At 3 o’clock one recent Friday afternoon on the Upper East Side of Manhattan, three blocks from the mayor’s residence at Gracie Mansion, a woman named Rosa approached an elegant prewar building where apartments rent for $13,500 per month.
On cue, the building’s porter brought out about 20 blue bags filled with cans and bottles and set them on the sidewalk. He slipped Rosa a handful of empty 50-gallon, clear plastic bags. “Anything you need, Mami.”
Rosa hunkered down to work. She fished through the blue bags for containers with 5-cent deposits, pulling out can after can after bottle after bottle and dropping them into her clear bag, where they landed like nickels tumbling from a slot machine.
Her rubber-gloved hands flew quickly and nimbly.
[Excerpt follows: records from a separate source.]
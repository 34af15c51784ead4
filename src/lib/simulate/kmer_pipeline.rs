//! A toy two-stage comparison pipeline for simulation and testing.
//!
//! The front end counts query k-mers that occur in the record and passes
//! records sharing at least `min_shared` of them. The back end finds the best
//! ungapped local alignment between query and record along any diagonal and
//! reports a hit when it reaches `min_score`.

use ahash::AHashSet;
use std::sync::Arc;

use crate::worker_node::{
    FilterOutcome, FilterScores, Hit, PipelineFactory, PipelineStage, SearchQuery,
};

/// Longest k-mer that packs into a `u64` key.
pub const MAX_K: usize = 8;

/// Score for an identical residue pair.
const MATCH_SCORE: i32 = 2;
/// Score for a differing residue pair.
const MISMATCH_SCORE: i32 = -1;

/// Builds one [`KmerStage`] per worker thread.
#[derive(Debug, Clone, Copy)]
pub struct KmerPipeline {
    k: usize,
    min_shared: usize,
    min_score: i32,
}

impl KmerPipeline {
    /// Pipeline with word size `k` (clamped to `1..=MAX_K`), passing records
    /// that share one k-mer and reporting alignments scoring at least `4 * k`.
    #[must_use]
    pub fn new(k: usize) -> Self {
        let k = k.clamp(1, MAX_K);
        Self { k, min_shared: 1, min_score: i32::try_from(4 * k).unwrap_or(i32::MAX) }
    }

    /// Minimum number of shared k-mers for a record to pass the front end.
    #[must_use]
    pub fn with_min_shared(mut self, min_shared: usize) -> Self {
        self.min_shared = min_shared.max(1);
        self
    }

    /// Minimum alignment score for a hit.
    #[must_use]
    pub fn with_min_score(mut self, min_score: i32) -> Self {
        self.min_score = min_score;
        self
    }
}

impl PipelineFactory for KmerPipeline {
    type Stage = KmerStage;

    fn create_stage(&self, _thread_id: usize) -> KmerStage {
        KmerStage {
            k: self.k,
            min_shared: self.min_shared,
            min_score: self.min_score,
            query: Arc::from(Vec::new()),
            kmers: AHashSet::new(),
        }
    }
}

/// One thread's copy of the pipeline, holding its own query k-mer index.
#[derive(Debug)]
pub struct KmerStage {
    k: usize,
    min_shared: usize,
    min_score: i32,
    query: Arc<[u8]>,
    kmers: AHashSet<u64>,
}

impl KmerStage {
    /// Number of distinct k-mers indexed from the current query.
    #[must_use]
    pub fn indexed_kmers(&self) -> usize {
        self.kmers.len()
    }
}

fn pack(word: &[u8]) -> u64 {
    word.iter().fold(0_u64, |key, &b| (key << 8) | u64::from(b))
}

impl PipelineStage for KmerStage {
    fn begin_search(&mut self, query: &SearchQuery) {
        self.query = Arc::clone(&query.query);
        self.kmers.clear();
        self.kmers.extend(self.query.windows(self.k).map(pack));
    }

    #[allow(clippy::cast_precision_loss)]
    fn front_end_filter(&mut self, record: &[u8]) -> FilterOutcome {
        if record.len() < self.k || self.kmers.is_empty() {
            return FilterOutcome::Fail;
        }
        let shared = record.windows(self.k).filter(|w| self.kmers.contains(&pack(w))).count();
        if shared < self.min_shared {
            return FilterOutcome::Fail;
        }
        // Expected chance matches against a uniform 20-letter alphabet.
        let positions = (record.len() - self.k + 1) as f32;
        let null = positions * self.kmers.len() as f32 / 20_f32.powi(self.k as i32);
        FilterOutcome::Pass(FilterScores { forward: shared as f32, null })
    }

    #[allow(clippy::cast_precision_loss)]
    fn back_end_score(
        &mut self,
        record: &[u8],
        record_id: u64,
        _scores: FilterScores,
        hit: &mut Hit,
    ) -> bool {
        let Some(best) = best_diagonal(&self.query, record) else {
            return false;
        };
        if best.score < self.min_score {
            return false;
        }
        hit.score = best.score as f32;
        hit.record_id = record_id;
        hit.payload.extend_from_slice(
            format!("q{}-t{}-len{}", best.query_start, best.target_start, best.length).as_bytes(),
        );
        true
    }
}

/// Best ungapped local alignment found on one diagonal.
#[derive(Debug, Clone, Copy, PartialEq, Eq)]
pub struct DiagonalHit {
    /// Alignment score.
    pub score: i32,
    /// First aligned query position.
    pub query_start: usize,
    /// First aligned target position.
    pub target_start: usize,
    /// Aligned length.
    pub length: usize,
}

/// Highest-scoring ungapped local alignment of `query` against `target`.
///
/// Scans every diagonal with Kadane's maximum-subarray rule. Ties keep the
/// first alignment found.
#[must_use]
pub fn best_diagonal(query: &[u8], target: &[u8]) -> Option<DiagonalHit> {
    if query.is_empty() || target.is_empty() {
        return None;
    }
    let mut best: Option<DiagonalHit> = None;
    let diagonals = (0..target.len()).map(|t| (0, t)).chain((1..query.len()).map(|q| (q, 0)));
    for (q0, t0) in diagonals {
        let mut run = 0;
        let mut run_start = 0;
        let steps = (query.len() - q0).min(target.len() - t0);
        for i in 0..steps {
            let pair = if query[q0 + i] == target[t0 + i] { MATCH_SCORE } else { MISMATCH_SCORE };
            if run <= 0 {
                run = pair;
                run_start = i;
            } else {
                run += pair;
            }
            if run > 0 && best.is_none_or(|b| run > b.score) {
                best = Some(DiagonalHit {
                    score: run,
                    query_start: q0 + run_start,
                    target_start: t0 + run_start,
                    length: i + 1 - run_start,
                });
            }
        }
    }
    best
}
She has been picking cans since the factory where she worked in Manhattan’s vanishing garment district closed a dozen years ago.
The sun dipped toward Central Park. Plaid-skirted teenagers from the private school around the corner passed by, shouting and giggling. A young man in a maroon V-neck sweater walked a wire-haired dachshund. Rosa did not look up. She had no time.
In one of the wealthiest neighborhoods in one of the richest cities on earth, the sight of millionaires strolling past people pawing through trash for the means to survive is familiar. But what happens to a salvaged can might not be.
In recent years, an entire economic ecosystem has sprouted from the artificial turf of a 5-cent deposit. It includes fleets of trucks, clashes between canners uptown and between truckers at an open-air canning market downtown, price wars and middlemen and coordinated handoffs….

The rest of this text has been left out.